What is expected — From the line with "self.cost_cents" to the line with "pub enum ProductCommand", retype every line exactly, including those two, and leave out the rest of the data below.
=-=-=-=-=
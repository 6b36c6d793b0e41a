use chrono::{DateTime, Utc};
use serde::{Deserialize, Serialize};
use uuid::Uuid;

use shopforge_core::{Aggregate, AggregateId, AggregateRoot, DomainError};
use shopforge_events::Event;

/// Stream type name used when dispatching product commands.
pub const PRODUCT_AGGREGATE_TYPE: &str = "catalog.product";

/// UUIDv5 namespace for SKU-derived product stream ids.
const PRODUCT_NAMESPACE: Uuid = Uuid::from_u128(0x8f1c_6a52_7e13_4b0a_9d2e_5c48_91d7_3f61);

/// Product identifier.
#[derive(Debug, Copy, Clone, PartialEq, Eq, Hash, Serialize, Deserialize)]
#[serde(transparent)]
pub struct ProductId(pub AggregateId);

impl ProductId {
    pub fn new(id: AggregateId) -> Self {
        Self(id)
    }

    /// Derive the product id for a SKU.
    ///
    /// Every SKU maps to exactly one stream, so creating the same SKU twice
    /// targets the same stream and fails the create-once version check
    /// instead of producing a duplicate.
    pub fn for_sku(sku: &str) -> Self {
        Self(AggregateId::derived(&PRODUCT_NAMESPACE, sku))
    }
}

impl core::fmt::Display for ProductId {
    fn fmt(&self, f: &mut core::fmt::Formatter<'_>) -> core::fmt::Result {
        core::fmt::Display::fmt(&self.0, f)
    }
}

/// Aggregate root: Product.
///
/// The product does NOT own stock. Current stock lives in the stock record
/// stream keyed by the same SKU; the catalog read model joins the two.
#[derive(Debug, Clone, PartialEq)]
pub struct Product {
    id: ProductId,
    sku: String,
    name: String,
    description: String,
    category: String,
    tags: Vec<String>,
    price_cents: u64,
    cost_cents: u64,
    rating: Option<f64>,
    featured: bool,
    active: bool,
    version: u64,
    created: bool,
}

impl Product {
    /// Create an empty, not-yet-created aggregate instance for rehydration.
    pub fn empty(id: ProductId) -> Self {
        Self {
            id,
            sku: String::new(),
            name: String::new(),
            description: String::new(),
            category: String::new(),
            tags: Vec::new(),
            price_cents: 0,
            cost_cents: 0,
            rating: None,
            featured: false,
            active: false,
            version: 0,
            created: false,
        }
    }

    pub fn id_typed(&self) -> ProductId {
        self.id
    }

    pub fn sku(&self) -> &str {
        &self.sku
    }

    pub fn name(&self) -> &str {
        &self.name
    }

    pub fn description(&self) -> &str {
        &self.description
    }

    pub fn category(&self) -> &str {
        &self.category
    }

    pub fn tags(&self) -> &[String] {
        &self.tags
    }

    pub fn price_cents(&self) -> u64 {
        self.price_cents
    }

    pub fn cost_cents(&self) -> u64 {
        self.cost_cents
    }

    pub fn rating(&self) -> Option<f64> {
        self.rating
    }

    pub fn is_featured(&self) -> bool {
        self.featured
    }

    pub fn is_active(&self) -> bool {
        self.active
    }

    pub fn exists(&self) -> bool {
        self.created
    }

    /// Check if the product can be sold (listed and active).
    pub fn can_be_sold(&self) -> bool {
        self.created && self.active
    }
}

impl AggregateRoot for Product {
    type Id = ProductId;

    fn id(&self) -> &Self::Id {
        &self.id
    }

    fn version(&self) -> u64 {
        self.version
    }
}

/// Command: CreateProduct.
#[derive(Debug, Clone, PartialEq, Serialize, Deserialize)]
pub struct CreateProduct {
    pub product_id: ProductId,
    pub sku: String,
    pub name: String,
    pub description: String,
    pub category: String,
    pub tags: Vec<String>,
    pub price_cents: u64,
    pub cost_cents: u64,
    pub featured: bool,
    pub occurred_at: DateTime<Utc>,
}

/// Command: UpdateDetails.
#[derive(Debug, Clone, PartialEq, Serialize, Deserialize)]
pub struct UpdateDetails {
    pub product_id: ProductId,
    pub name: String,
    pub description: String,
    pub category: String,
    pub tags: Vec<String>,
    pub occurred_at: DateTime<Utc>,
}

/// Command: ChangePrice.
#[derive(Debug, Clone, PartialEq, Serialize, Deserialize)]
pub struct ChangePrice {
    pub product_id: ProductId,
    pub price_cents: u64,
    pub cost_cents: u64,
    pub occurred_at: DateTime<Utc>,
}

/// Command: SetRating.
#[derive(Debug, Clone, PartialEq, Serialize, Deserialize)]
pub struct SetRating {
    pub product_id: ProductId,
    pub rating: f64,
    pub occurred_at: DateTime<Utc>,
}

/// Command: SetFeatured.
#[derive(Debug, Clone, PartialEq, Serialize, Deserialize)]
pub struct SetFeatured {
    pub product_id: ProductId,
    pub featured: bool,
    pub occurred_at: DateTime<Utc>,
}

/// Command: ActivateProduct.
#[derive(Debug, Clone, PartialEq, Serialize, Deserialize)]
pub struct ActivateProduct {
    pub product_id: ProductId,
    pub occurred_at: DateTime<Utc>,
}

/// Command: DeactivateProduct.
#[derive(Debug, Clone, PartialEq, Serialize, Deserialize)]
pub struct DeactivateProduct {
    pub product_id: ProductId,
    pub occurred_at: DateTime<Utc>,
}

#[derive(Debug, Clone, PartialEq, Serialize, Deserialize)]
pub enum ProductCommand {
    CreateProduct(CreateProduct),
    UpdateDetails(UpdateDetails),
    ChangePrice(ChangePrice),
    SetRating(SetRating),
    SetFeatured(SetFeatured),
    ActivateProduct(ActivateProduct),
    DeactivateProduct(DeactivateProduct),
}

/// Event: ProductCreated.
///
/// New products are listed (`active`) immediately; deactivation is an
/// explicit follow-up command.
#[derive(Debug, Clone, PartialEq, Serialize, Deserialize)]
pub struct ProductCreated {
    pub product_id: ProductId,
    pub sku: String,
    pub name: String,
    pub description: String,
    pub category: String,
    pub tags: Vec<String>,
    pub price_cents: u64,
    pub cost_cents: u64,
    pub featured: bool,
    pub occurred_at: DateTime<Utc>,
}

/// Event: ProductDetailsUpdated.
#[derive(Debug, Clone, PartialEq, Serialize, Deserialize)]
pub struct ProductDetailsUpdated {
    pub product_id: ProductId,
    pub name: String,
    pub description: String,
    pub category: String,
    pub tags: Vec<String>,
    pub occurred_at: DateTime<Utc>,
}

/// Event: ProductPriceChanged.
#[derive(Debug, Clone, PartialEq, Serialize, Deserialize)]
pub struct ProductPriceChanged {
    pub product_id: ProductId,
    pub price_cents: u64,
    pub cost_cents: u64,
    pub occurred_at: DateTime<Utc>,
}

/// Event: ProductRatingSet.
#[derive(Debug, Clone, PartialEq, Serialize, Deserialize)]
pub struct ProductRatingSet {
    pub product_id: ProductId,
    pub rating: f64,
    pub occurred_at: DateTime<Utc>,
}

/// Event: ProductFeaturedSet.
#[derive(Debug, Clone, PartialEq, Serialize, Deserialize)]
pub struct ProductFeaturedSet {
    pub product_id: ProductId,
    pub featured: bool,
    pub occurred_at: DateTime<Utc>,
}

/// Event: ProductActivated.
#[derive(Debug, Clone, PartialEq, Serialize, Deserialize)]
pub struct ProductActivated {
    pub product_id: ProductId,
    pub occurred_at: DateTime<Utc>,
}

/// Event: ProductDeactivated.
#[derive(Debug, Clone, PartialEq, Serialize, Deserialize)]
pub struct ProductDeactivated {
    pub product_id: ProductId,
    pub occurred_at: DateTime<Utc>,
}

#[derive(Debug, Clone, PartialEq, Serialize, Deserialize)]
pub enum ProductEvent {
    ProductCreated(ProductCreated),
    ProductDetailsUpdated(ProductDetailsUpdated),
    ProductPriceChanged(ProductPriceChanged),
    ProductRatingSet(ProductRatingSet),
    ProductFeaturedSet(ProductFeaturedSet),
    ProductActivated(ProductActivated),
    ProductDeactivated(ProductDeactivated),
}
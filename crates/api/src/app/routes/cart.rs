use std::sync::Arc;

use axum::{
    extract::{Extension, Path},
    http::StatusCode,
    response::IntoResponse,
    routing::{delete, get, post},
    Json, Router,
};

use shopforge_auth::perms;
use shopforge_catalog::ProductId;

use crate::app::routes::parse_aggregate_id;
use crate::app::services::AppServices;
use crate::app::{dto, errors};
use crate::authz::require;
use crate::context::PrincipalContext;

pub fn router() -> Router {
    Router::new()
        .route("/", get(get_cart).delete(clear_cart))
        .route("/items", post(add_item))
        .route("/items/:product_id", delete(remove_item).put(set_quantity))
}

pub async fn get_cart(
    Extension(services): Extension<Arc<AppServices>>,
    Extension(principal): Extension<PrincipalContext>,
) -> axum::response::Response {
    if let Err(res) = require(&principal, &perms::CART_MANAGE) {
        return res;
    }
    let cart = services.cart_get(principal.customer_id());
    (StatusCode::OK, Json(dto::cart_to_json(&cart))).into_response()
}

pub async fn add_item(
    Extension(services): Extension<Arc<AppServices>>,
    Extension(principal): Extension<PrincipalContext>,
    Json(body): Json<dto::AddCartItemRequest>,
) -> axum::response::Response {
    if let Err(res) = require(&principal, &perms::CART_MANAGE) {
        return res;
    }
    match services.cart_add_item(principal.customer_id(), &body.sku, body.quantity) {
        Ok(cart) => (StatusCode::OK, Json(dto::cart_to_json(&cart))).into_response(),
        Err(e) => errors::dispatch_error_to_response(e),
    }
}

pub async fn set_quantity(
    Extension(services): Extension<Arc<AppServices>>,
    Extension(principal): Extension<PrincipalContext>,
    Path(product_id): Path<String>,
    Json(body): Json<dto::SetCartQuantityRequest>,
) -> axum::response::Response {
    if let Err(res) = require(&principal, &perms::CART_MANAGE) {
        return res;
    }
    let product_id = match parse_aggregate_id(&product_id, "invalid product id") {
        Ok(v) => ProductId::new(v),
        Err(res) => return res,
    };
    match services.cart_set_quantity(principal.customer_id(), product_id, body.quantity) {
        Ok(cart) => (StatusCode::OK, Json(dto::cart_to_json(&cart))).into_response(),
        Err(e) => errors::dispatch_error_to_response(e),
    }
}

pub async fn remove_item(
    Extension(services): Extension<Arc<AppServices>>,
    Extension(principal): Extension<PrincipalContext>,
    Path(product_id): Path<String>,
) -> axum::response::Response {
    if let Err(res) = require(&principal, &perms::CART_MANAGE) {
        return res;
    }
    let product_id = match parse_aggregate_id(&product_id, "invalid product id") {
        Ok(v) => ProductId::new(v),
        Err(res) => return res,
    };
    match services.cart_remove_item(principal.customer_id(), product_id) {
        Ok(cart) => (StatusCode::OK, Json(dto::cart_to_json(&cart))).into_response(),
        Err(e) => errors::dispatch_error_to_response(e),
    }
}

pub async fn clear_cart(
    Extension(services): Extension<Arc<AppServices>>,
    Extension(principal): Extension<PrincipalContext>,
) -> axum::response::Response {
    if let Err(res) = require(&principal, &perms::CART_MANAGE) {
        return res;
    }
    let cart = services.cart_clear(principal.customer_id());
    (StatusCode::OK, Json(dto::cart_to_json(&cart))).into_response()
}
=-=-=-=-=
Response to the task —
        self.cost_cents
    }

    pub fn rating(&self) -> Option<f64> {
        self.rating
    }

    pub fn is_featured(&self) -> bool {
        self.featured
    }

    pub fn is_active(&self) -> bool {
        self.active
    }

    pub fn exists(&self) -> bool {
        self.created
    }

    /// Check if the product can be sold (listed and active).
    pub fn can_be_sold(&self) -> bool {
        self.created && self.active
    }
}

impl AggregateRoot for Product {
    type Id = ProductId;

    fn id(&self) -> &Self::Id {
        &self.id
    }

    fn version(&self) -> u64 {
        self.version
    }
}

/// Command: CreateProduct.
#[derive(Debug, Clone, PartialEq, Serialize, Deserialize)]
pub struct CreateProduct {
    pub product_id: ProductId,
    pub sku: String,
    pub name: String,
    pub description: String,
    pub category: String,
    pub tags: Vec<String>,
    pub price_cents: u64,
    pub cost_cents: u64,
    pub featured: bool,
    pub occurred_at: DateTime<Utc>,
}

/// Command: UpdateDetails.
#[derive(Debug, Clone, PartialEq, Serialize, Deserialize)]
pub struct UpdateDetails {
    pub product_id: ProductId,
    pub name: String,
    pub description: String,
    pub category: String,
    pub tags: Vec<String>,
    pub occurred_at: DateTime<Utc>,
}

/// Command: ChangePrice.
#[derive(Debug, Clone, PartialEq, Serialize, Deserialize)]
pub struct ChangePrice {
    pub product_id: ProductId,
    pub price_cents: u64,
    pub cost_cents: u64,
    pub occurred_at: DateTime<Utc>,
}

/// Command: SetRating.
#[derive(Debug, Clone, PartialEq, Serialize, Deserialize)]
pub struct SetRating {
    pub product_id: ProductId,
    pub rating: f64,
    pub occurred_at: DateTime<Utc>,
}

/// Command: SetFeatured.
#[derive(Debug, Clone, PartialEq, Serialize, Deserialize)]
pub struct SetFeatured {
    pub product_id: ProductId,
    pub featured: bool,
    pub occurred_at: DateTime<Utc>,
}

/// Command: ActivateProduct.
#[derive(Debug, Clone, PartialEq, Serialize, Deserialize)]
pub struct ActivateProduct {
    pub product_id: ProductId,
    pub occurred_at: DateTime<Utc>,
}

/// Command: DeactivateProduct.
#[derive(Debug, Clone, PartialEq, Serialize, Deserialize)]
pub struct DeactivateProduct {
    pub product_id: ProductId,
    pub occurred_at: DateTime<Utc>,
}

#[derive(Debug, Clone, PartialEq, Serialize, Deserialize)]
pub enum ProductCommand {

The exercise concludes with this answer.